WHAT YOU NEED TO DO:
The word "contains" marks the lines you need; copy each of them from the data.

[Records from a dataset]

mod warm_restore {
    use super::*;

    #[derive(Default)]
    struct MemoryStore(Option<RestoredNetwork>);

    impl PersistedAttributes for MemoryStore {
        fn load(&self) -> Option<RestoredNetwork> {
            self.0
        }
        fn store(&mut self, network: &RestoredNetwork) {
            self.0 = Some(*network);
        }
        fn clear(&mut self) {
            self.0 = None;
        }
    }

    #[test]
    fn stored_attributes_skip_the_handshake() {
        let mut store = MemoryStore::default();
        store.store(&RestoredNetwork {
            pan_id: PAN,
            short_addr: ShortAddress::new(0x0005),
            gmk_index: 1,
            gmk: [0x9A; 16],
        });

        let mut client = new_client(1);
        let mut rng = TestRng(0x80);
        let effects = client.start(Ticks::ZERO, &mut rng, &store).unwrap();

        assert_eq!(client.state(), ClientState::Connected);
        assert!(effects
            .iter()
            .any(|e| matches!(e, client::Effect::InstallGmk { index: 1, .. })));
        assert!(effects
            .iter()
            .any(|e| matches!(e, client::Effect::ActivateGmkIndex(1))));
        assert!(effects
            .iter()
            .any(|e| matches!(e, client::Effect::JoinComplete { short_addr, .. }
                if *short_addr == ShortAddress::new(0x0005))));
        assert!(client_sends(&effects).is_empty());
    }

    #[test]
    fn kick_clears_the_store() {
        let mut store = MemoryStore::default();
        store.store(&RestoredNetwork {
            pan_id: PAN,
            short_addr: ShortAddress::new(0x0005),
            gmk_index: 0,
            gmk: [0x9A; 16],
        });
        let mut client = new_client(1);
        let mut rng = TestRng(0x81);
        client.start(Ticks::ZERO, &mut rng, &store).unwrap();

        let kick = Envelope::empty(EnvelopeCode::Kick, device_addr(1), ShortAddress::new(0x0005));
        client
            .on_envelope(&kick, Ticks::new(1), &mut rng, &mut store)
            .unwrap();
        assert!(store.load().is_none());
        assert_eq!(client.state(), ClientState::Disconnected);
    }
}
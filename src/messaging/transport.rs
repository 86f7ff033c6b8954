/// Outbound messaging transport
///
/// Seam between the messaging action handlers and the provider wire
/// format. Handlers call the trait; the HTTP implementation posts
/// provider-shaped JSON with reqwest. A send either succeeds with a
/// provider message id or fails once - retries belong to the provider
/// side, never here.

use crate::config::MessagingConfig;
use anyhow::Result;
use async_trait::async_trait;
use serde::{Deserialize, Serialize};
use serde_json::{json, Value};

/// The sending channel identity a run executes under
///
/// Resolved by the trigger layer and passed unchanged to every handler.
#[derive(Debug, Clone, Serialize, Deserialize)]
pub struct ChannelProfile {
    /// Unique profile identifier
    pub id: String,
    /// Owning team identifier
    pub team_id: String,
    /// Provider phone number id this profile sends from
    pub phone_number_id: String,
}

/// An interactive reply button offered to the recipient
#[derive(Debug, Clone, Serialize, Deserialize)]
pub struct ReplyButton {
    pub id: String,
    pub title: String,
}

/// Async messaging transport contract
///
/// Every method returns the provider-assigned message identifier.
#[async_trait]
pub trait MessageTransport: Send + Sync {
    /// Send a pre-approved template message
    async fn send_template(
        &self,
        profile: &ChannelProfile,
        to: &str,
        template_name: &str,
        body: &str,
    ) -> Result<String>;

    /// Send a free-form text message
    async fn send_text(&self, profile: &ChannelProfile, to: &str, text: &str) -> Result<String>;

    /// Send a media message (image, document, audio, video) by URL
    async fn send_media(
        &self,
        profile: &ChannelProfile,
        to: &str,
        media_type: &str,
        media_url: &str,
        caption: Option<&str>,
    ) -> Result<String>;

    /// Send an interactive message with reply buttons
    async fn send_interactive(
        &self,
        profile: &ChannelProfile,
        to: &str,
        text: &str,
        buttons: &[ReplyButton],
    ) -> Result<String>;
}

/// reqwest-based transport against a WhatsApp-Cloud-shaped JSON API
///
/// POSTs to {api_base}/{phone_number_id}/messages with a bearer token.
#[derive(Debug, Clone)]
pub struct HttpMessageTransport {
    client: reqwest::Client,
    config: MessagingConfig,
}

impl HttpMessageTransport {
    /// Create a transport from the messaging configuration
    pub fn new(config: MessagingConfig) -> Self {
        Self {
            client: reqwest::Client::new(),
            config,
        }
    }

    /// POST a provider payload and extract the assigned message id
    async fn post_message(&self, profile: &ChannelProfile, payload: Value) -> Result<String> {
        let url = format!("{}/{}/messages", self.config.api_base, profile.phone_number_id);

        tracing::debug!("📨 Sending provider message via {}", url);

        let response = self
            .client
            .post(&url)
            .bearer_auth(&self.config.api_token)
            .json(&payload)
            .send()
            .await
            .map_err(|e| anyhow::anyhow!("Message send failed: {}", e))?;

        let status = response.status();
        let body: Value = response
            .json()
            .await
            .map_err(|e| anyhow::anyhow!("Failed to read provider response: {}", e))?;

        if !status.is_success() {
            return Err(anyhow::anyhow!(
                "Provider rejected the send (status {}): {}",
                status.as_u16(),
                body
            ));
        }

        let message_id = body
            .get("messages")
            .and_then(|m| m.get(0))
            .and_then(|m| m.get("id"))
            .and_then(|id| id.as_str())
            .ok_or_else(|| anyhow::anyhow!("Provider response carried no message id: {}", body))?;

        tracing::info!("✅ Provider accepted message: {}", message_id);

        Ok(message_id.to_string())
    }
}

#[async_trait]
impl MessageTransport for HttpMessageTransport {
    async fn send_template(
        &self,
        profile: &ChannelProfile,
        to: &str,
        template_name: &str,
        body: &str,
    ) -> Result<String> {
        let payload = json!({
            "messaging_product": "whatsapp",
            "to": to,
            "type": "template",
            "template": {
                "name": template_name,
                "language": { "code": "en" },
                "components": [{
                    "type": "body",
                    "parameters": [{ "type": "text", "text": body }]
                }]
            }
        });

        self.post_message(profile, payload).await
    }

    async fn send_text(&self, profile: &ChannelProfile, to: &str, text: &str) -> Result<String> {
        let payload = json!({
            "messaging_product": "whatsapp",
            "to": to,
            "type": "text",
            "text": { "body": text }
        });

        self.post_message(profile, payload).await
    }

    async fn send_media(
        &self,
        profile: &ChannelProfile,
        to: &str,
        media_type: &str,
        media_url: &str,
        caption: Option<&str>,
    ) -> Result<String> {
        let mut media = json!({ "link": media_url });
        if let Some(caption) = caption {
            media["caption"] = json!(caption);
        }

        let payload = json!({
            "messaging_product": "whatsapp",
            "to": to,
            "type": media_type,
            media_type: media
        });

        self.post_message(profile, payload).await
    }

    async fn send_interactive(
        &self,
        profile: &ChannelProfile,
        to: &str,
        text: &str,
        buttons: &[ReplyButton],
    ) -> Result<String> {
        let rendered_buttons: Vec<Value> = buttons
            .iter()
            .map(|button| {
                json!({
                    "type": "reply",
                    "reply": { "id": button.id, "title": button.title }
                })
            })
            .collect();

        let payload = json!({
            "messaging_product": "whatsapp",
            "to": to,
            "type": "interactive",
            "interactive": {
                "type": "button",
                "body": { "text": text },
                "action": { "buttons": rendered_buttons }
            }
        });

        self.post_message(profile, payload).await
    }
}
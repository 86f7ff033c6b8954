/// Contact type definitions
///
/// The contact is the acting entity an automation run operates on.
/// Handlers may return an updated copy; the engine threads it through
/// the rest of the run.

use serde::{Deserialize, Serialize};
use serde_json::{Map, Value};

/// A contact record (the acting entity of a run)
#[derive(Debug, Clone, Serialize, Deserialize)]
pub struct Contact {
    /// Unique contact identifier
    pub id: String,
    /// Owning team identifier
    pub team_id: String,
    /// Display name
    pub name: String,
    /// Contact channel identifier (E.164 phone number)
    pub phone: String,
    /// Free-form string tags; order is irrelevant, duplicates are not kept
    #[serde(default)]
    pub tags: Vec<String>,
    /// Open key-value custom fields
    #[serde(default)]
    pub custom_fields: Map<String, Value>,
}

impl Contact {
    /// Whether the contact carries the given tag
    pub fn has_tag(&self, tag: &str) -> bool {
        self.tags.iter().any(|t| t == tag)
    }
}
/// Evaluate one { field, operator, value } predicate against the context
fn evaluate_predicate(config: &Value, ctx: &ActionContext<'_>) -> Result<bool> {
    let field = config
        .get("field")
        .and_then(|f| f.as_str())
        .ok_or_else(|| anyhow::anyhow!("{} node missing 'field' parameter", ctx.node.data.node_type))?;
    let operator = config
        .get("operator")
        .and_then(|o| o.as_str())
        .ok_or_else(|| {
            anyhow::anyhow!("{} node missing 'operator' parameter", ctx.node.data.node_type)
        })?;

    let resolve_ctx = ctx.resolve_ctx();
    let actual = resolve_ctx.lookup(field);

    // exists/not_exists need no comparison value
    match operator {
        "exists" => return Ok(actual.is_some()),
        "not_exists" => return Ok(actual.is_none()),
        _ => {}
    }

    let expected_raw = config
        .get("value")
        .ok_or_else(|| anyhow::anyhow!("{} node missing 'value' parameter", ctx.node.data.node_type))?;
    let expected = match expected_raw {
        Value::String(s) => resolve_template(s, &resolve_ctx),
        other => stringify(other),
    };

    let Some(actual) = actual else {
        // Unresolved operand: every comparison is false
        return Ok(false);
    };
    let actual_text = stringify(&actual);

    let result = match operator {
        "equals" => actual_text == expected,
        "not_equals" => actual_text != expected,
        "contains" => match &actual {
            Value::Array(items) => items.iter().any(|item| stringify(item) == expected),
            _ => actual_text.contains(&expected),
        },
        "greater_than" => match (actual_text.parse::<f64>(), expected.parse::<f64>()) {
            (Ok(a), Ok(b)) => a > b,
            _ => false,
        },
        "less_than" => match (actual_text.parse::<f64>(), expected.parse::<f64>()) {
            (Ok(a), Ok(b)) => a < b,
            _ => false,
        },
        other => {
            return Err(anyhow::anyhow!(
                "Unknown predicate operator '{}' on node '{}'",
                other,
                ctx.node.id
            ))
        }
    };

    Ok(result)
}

OUTPUT OF THE EXERCISE:
        "contains" => match &actual {
            _ => actual_text.contains(&expected),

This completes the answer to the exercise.